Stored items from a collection
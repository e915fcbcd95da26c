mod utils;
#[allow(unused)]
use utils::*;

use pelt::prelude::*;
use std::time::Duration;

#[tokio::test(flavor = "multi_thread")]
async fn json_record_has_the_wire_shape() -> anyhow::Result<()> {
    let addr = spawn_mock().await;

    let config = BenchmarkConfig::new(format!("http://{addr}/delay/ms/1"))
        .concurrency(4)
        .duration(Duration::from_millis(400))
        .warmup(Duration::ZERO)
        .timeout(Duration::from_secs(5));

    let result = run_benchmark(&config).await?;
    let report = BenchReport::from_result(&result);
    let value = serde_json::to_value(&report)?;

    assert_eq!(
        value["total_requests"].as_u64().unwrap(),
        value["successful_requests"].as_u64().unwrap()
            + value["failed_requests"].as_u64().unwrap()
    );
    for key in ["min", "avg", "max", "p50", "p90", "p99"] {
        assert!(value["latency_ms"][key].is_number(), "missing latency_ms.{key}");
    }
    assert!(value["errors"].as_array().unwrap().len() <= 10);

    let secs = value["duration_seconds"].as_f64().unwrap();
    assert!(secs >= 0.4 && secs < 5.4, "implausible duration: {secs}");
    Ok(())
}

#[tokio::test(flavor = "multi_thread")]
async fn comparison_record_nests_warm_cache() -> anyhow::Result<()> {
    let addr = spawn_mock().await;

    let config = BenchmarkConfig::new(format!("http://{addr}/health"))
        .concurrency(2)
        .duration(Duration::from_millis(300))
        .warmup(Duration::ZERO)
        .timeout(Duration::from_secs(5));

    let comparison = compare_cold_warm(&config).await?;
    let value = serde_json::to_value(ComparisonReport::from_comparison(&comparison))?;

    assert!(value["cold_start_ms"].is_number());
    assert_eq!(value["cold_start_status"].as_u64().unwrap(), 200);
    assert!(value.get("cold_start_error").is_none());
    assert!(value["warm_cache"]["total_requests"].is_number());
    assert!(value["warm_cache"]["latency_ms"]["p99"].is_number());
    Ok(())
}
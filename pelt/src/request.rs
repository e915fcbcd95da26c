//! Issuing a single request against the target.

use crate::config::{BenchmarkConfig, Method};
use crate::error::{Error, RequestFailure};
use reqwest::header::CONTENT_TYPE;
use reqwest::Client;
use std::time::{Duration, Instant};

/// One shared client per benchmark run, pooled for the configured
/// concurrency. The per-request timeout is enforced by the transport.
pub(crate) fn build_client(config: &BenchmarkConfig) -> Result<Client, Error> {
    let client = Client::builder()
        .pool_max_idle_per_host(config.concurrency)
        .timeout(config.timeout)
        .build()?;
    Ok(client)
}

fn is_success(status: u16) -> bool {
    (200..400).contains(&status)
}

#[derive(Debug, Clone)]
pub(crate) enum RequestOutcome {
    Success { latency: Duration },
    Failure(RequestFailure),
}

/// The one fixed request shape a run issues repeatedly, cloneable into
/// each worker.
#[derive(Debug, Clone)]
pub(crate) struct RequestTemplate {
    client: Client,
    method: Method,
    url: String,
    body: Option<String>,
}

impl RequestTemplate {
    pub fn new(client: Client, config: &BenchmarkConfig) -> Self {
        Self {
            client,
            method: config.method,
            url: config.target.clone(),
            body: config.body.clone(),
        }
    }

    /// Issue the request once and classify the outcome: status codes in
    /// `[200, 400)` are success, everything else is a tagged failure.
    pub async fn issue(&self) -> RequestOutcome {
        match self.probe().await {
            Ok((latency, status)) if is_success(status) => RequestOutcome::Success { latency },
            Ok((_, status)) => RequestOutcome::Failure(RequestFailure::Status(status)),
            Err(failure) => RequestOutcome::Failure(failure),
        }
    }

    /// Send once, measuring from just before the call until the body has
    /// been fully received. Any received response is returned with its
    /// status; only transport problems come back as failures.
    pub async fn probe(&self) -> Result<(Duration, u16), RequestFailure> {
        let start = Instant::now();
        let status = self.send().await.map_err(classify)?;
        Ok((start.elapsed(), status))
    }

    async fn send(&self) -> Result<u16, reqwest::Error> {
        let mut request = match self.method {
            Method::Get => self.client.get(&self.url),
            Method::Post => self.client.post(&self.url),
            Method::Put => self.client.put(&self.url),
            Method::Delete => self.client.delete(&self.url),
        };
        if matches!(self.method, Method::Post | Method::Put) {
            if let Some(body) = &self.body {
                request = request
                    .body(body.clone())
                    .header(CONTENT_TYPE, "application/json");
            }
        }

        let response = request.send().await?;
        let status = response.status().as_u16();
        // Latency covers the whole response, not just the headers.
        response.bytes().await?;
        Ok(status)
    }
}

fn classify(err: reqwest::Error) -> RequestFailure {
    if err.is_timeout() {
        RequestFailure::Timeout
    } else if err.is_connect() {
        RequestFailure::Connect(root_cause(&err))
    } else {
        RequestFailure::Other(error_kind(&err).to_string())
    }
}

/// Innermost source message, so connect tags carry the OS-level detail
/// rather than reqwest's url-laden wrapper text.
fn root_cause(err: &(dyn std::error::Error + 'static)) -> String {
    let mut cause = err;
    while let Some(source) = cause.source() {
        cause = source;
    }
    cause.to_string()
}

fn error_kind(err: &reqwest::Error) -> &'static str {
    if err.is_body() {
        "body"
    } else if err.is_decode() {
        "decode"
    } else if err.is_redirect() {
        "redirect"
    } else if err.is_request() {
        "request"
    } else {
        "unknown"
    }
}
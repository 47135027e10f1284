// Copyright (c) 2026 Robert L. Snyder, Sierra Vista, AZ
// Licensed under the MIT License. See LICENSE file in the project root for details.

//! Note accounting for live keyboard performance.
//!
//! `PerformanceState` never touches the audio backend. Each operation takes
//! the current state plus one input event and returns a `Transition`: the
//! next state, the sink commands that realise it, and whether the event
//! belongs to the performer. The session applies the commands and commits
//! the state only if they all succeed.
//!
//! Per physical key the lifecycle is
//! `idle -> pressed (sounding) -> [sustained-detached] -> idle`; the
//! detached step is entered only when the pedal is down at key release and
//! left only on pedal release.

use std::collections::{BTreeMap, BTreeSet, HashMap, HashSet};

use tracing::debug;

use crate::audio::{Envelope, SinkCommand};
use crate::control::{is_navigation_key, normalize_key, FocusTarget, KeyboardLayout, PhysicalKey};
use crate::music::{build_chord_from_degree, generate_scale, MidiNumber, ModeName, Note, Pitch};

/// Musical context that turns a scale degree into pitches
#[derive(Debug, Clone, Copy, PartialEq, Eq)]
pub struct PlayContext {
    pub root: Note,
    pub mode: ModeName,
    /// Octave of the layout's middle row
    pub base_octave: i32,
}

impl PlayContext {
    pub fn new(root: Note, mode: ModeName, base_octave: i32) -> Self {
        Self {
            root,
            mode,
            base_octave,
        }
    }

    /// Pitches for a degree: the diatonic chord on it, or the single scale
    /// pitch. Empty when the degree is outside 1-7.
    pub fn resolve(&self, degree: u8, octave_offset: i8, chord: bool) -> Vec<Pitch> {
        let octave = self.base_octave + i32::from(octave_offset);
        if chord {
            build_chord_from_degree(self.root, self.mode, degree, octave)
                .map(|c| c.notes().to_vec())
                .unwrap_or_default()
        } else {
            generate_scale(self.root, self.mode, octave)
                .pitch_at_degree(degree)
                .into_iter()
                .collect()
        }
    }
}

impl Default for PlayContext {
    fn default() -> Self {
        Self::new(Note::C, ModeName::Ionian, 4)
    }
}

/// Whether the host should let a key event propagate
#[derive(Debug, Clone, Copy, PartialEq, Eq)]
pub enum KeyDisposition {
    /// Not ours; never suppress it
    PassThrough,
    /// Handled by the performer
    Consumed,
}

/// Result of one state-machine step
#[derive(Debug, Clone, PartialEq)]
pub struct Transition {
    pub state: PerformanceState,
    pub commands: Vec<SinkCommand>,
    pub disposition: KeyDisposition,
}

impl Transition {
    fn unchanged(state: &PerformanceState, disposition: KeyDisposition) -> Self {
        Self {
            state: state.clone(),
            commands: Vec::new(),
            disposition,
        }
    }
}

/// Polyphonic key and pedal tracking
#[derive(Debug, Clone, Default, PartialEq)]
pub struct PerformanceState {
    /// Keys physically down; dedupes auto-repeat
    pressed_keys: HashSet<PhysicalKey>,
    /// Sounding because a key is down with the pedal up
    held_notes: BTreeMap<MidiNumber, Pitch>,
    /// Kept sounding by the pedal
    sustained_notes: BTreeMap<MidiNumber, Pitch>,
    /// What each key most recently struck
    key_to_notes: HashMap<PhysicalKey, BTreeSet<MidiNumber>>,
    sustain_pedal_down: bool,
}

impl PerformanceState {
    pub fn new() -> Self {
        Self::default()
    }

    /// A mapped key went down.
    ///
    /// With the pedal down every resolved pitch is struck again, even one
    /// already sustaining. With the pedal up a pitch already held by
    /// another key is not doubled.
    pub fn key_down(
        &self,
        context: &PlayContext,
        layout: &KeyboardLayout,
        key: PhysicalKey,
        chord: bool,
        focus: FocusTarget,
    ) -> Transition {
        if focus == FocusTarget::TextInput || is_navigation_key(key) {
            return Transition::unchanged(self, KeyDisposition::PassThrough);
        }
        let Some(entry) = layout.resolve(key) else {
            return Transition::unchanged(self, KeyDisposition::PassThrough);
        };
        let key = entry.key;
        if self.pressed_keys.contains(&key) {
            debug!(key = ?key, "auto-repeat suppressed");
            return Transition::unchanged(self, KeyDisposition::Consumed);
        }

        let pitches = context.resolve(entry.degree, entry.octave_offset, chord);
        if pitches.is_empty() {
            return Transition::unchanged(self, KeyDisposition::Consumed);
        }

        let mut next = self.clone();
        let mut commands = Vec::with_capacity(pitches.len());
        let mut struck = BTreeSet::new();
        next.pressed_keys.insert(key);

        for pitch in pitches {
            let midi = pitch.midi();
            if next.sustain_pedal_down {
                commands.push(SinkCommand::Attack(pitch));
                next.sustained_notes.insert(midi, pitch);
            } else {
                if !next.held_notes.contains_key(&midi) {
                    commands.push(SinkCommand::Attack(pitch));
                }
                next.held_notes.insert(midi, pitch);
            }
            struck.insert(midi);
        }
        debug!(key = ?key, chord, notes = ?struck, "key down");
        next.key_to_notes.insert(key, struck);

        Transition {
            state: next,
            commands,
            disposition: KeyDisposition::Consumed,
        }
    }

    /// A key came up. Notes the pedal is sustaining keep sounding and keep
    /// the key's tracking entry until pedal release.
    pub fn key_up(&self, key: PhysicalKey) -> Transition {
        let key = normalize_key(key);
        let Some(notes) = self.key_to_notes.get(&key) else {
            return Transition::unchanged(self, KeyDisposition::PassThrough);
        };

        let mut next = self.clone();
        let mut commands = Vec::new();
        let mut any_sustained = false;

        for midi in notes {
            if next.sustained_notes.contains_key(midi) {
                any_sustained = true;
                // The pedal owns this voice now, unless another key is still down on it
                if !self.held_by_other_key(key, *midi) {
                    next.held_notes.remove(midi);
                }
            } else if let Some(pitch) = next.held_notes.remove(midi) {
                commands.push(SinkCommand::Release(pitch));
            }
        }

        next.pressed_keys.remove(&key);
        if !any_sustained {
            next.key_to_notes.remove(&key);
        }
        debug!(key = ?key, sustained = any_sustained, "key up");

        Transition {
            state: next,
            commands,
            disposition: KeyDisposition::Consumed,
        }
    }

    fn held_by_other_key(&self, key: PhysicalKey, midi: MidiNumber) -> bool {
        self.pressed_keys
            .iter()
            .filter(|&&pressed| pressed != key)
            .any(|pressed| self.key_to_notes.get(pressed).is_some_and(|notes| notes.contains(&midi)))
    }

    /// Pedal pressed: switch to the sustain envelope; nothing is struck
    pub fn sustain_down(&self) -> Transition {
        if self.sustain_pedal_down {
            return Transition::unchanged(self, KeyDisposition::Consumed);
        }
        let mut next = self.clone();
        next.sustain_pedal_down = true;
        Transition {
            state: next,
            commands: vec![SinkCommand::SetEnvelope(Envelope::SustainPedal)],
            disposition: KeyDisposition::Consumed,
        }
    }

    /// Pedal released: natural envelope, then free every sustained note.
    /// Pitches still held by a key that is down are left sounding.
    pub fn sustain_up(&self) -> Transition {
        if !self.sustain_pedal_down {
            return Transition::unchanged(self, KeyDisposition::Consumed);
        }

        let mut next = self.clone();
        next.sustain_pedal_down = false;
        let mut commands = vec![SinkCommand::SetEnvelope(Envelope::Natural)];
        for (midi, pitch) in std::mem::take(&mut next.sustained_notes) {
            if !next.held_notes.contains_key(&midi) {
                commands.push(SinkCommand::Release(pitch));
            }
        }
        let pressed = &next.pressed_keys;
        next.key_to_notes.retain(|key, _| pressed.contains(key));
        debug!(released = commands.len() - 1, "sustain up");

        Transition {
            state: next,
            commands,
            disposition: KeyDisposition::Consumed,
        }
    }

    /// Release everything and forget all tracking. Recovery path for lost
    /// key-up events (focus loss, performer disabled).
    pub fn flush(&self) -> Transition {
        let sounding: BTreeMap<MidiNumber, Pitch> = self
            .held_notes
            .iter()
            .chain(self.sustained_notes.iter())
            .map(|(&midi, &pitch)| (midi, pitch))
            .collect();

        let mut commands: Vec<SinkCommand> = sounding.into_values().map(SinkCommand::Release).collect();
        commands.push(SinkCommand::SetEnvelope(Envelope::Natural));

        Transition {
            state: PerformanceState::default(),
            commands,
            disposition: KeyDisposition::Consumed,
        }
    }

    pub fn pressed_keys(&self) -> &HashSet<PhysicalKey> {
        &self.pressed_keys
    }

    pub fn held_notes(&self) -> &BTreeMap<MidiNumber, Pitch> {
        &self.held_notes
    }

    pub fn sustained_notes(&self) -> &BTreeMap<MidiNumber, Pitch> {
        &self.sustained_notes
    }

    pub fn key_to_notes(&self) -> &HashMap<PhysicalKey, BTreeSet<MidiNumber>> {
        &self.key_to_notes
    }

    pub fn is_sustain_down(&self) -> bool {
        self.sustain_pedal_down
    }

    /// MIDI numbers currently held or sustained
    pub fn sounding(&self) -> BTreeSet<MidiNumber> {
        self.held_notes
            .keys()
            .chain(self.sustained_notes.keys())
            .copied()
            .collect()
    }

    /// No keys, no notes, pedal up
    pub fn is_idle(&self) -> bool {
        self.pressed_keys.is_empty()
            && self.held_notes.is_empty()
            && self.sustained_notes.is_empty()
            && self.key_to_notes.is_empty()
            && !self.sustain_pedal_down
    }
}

** TASK PROMPT **
Scan the entries and show every line in which the word "audio" is found.

** TASK SOLUTION **
//! `PerformanceState` never touches the audio backend. Each operation takes
use crate::audio::{Envelope, SinkCommand};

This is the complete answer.